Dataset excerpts
== Segment start ==

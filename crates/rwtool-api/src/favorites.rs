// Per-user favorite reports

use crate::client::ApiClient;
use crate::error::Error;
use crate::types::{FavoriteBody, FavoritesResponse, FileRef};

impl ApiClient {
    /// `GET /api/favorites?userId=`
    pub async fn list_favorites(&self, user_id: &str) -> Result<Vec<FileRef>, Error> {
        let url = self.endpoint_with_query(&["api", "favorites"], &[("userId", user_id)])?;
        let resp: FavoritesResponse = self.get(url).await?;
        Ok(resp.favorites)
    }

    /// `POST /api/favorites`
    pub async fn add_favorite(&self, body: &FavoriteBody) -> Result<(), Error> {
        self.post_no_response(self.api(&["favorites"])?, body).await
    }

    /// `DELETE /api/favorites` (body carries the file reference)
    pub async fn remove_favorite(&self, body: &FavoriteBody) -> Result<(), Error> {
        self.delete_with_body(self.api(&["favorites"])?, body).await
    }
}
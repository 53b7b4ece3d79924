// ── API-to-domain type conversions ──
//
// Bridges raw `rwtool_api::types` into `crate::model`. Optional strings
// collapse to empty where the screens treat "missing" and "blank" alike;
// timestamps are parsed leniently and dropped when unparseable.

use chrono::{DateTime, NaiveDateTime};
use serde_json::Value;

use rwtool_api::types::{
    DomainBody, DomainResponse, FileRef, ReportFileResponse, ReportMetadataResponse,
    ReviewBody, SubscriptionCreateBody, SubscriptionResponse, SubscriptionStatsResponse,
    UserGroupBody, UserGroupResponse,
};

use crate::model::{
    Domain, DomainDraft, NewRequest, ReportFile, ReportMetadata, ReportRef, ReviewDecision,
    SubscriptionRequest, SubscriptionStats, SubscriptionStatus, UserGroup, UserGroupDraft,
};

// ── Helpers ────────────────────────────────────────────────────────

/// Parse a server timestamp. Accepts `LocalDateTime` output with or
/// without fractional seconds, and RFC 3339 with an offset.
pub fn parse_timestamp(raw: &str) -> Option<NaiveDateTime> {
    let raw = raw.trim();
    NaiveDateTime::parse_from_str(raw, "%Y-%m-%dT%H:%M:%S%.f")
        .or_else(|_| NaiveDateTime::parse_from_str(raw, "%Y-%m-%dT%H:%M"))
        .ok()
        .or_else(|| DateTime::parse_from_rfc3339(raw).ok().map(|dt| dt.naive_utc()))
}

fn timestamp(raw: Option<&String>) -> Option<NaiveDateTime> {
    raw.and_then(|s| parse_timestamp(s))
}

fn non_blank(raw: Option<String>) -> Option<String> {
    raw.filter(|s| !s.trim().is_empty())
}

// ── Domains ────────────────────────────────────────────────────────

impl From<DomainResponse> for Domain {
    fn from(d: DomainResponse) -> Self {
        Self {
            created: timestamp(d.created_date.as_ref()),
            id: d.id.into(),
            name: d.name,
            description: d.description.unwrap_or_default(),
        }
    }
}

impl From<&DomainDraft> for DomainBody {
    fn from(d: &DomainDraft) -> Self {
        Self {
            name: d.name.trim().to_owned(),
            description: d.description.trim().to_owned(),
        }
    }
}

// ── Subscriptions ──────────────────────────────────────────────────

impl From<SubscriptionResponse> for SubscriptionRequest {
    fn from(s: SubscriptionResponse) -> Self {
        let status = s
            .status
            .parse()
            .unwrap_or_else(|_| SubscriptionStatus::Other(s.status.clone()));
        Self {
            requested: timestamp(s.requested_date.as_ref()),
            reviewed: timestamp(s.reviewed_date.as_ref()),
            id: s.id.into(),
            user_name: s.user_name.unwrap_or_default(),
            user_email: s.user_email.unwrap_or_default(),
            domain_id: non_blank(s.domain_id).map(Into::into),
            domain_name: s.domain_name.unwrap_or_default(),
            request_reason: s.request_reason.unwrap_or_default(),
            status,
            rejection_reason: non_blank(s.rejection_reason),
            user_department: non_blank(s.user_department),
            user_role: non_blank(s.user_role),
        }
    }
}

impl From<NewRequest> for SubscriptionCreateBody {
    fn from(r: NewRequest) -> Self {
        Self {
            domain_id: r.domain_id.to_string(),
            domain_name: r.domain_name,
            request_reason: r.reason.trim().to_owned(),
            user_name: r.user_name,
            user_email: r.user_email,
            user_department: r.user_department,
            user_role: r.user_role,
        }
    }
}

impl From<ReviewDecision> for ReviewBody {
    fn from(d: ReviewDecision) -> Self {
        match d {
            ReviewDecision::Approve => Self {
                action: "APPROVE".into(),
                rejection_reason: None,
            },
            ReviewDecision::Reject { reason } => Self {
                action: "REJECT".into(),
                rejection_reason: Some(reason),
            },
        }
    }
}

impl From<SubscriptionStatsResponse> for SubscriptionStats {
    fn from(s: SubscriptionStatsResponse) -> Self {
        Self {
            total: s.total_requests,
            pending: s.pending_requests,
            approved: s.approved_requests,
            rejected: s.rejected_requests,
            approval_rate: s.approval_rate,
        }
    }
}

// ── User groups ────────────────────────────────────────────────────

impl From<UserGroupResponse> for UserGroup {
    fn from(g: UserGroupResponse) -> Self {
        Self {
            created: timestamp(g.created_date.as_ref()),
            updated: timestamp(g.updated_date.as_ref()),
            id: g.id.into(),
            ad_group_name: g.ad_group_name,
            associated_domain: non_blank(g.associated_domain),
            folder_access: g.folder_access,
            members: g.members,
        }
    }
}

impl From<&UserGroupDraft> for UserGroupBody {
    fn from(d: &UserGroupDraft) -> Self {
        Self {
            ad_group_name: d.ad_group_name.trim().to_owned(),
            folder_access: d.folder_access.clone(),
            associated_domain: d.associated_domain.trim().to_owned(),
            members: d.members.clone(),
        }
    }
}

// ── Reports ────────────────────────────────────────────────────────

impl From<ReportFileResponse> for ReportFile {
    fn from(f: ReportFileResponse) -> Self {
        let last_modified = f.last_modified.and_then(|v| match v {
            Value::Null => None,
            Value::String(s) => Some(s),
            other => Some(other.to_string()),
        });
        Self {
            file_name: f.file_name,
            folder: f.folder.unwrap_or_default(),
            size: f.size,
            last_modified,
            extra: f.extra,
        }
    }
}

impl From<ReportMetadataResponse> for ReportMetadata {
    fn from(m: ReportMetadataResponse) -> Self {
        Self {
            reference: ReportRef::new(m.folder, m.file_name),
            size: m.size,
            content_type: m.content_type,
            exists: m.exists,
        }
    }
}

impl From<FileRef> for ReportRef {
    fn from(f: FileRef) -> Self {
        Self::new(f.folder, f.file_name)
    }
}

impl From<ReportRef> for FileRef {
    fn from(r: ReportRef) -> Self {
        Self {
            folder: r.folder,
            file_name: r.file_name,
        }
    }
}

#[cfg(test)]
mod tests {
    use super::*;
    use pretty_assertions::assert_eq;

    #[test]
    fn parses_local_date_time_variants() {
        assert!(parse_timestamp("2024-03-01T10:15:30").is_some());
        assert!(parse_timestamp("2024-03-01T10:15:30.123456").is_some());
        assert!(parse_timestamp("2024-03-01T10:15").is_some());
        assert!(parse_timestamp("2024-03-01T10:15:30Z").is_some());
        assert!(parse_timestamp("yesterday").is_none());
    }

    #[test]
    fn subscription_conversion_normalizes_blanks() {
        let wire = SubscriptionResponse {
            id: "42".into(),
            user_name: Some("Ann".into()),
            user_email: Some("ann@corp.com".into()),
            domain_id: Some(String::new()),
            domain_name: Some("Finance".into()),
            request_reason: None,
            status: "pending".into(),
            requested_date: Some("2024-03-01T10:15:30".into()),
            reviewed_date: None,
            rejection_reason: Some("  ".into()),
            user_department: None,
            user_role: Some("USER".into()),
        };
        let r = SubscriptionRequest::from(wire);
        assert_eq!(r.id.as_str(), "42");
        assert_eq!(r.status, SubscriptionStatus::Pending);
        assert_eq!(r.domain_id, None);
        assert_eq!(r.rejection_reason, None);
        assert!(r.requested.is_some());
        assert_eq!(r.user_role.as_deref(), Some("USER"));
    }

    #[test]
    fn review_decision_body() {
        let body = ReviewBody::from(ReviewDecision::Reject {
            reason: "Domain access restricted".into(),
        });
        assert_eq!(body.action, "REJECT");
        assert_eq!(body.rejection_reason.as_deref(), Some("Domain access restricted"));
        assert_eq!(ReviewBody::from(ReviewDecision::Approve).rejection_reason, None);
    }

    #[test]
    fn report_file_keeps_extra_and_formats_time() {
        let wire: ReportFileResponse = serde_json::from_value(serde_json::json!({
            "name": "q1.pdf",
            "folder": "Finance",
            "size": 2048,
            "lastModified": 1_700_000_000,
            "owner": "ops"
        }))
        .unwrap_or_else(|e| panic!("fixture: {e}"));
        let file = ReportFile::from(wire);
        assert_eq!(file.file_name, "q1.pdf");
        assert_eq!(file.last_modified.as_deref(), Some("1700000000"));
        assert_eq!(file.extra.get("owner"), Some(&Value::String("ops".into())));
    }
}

== Segment end ==

Check each line of the data above for the word "match". Report how many lines have it, and nothing else.

2